I happened to be there that night at the screening, and a bunch of us introduced ourselves to him, and had a conversation with him. He only stayed for a few days, but you know, Minneapolis, it stuck in his mind as a pretty amazing place.
Wilson was set in Oakland, California. But he said to [the studio, Fox Searchlight], 'You know, we're looking for an urban area that's sort of taking a turn and is up-and-coming, a contemporary, growing, city. I was in Minneapolis-St. Paul, that kind of fits it to a T and would be a completely different look for this movie.'
So he and some other folks contacted us, we had lots of conversations with them about what we've got here in terms of crew and locations and the ease of getting out of Minneapolis and St.
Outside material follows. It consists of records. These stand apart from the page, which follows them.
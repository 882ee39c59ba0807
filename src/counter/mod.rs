// Counter module - the character counter's behavior, free of any terminal code
//
// - buffer: text content and cursor
// - metrics: length, remaining and percentage
// - visual: thresholds to palette/border state
// - timer/label/notification: the timed presentation states
// - widget: ties it all together behind the user-facing operations

pub mod buffer;
pub mod label;
pub mod metrics;
pub mod notification;
pub mod timer;
pub mod visual;
pub mod widget;

pub use buffer::TextBuffer;
pub use label::{ActionLabel, LabelState};
pub use metrics::DerivedMetrics;
pub use notification::{Notification, NotificationKind, Notifications, Phase};
pub use timer::Timer;
pub use visual::{visual_state, BorderState, Palette, VisualState};
pub use widget::{CopyOutcome, CounterWidget, CursorMove, DisplayRegions};
//! Configuration for the character counter
//!
//! Configuration is loaded in order of precedence:
//! 1. Command-line flags (highest priority, applied by the caller)
//! 2. Environment variables
//! 3. Config file (~/.config/charcount/config.toml)
//! 4. Built-in defaults (lowest priority)

use anyhow::{Context, Result};
use serde::Deserialize;
use std::path::{Path, PathBuf};

// ─────────────────────────────────────────────────────────────────────────────
// Submodules
// ─────────────────────────────────────────────────────────────────────────────

mod logging;
mod serialization;

#[cfg(test)]
mod tests;

pub use logging::{FileLogging, LogRotation, LoggingConfig};

// ─────────────────────────────────────────────────────────────────────────────
// Constants
// ─────────────────────────────────────────────────────────────────────────────

/// Version info
pub const VERSION: &str = env!("CARGO_PKG_VERSION");

/// Maximum length used when nothing else is configured
pub const DEFAULT_MAX_LENGTH: usize = 280;

/// Theme used when nothing else is configured
pub const DEFAULT_THEME: &str = "Classic";

// ─────────────────────────────────────────────────────────────────────────────
// Application Configuration
// ─────────────────────────────────────────────────────────────────────────────

/// Application configuration
#[derive(Debug, Clone, PartialEq)]
pub struct Config {
    /// Maximum number of characters the field accepts (read once at startup)
    pub max_length: usize,

    /// Text the field starts with
    pub initial_text: String,

    /// Theme name: "Classic", "Terminal"
    pub theme: String,

    /// Use theme's background color (true) or terminal's default (false)
    pub use_theme_background: bool,

    /// Logging configuration
    pub logging: LoggingConfig,
}

impl Default for Config {
    fn default() -> Self {
        Self {
            max_length: DEFAULT_MAX_LENGTH,
            initial_text: String::new(),
            theme: DEFAULT_THEME.to_string(),
            use_theme_background: true,
            logging: LoggingConfig::default(),
        }
    }
}

// ─────────────────────────────────────────────────────────────────────────────
// File Configuration (deserialization layer)
// ─────────────────────────────────────────────────────────────────────────────

/// Config file structure
#[derive(Debug, Deserialize, Default)]
pub(crate) struct FileConfig {
    pub max_length: Option<usize>,
    pub initial_text: Option<String>,
    pub theme: Option<String>,
    pub use_theme_background: Option<bool>,

    /// Optional [logging] section
    pub logging: Option<FileLogging>,
}

// ─────────────────────────────────────────────────────────────────────────────
// Configuration Loading
// ─────────────────────────────────────────────────────────────────────────────

impl Config {
    /// Get the config file path: ~/.config/charcount/config.toml
    /// Uses Unix-style ~/.config on all platforms for consistency
    pub fn config_path() -> Option<PathBuf> {
        dirs::home_dir().map(|p| p.join(".config").join("charcount").join("config.toml"))
    }

    /// Create config file with defaults if it doesn't exist
    /// Called during startup to help users discover configuration options
    pub fn ensure_config_exists() {
        let Some(path) = Self::config_path() else {
            return;
        };

        // Don't overwrite existing config
        if path.exists() {
            return;
        }

        if let Some(parent) = path.parent() {
            if std::fs::create_dir_all(parent).is_err() {
                return; // Silently fail - config is optional
            }
        }

        // Write config (ignore errors - config is optional)
        let _ = std::fs::write(&path, Self::default().to_toml());
    }

    /// Read and parse a config file
    ///
    /// A missing file means defaults. A file that exists but cannot be read or
    /// parsed is an error: a broken config should fail fast, not silently fall
    /// back to defaults while the user debugs the wrong thing.
    pub(crate) fn load_file_config(path: &Path) -> Result<FileConfig> {
        match std::fs::read_to_string(path) {
            Ok(contents) => toml::from_str(&contents)
                .with_context(|| format!("Failed to parse config file {}", path.display())),
            Err(e) if e.kind() == std::io::ErrorKind::NotFound => Ok(FileConfig::default()),
            Err(e) => Err(e)
                .with_context(|| format!("Cannot read config file {}", path.display())),
        }
    }

    /// Load configuration: env vars -> file -> defaults
    pub fn from_env() -> Result<Self> {
        let file = match Self::config_path() {
            Some(path) => Self::load_file_config(&path)?,
            None => FileConfig::default(),
        };
        Ok(Self::resolve(file, |key| std::env::var(key).ok()))
    }

    /// Merge a parsed file with environment lookups
    pub(crate) fn resolve(file: FileConfig, env: impl Fn(&str) -> Option<String>) -> Self {
        let defaults = Self::default();

        // Max length: env > file > default
        let max_length = env("CHARCOUNT_MAX_LENGTH")
            .and_then(|v| v.parse().ok())
            .or(file.max_length)
            .unwrap_or(defaults.max_length);
        let max_length = Self::validated_max_length(max_length);

        // Theme: env > file > default
        let theme = env("CHARCOUNT_THEME")
            .or(file.theme)
            .unwrap_or(defaults.theme);

        // Initial text: file only
        let initial_text = file.initial_text.unwrap_or(defaults.initial_text);

        let use_theme_background = file
            .use_theme_background
            .unwrap_or(defaults.use_theme_background);

        let logging = LoggingConfig::from_file(file.logging);

        Self {
            max_length,
            initial_text,
            theme,
            use_theme_background,
            logging,
        }
    }

    /// A zero limit makes every ratio meaningless; fall back to the default
    pub fn validated_max_length(max_length: usize) -> usize {
        if max_length == 0 {
            eprintln!(
                "Warning: max_length must be positive, using {}",
                DEFAULT_MAX_LENGTH
            );
            DEFAULT_MAX_LENGTH
        } else {
            max_length
        }
    }
}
Paul – very important in terms of our airport and daily flights etc.
Most importantly though we were able to say yes when they asked us if we had a production incentive. ... That locked us in with them, and it was a very short cycle. Sometimes we work for a year or two to get something in here. This was only a few months.
Was there anyone else you know you guys were competing with in terms of where they might film, or were you guys fairly confident early on?
I believe they may have looked at Ohio too. But once they decided we're not doing Oakland, we're not gonna do that ... they really were pretty strong about coming here right away.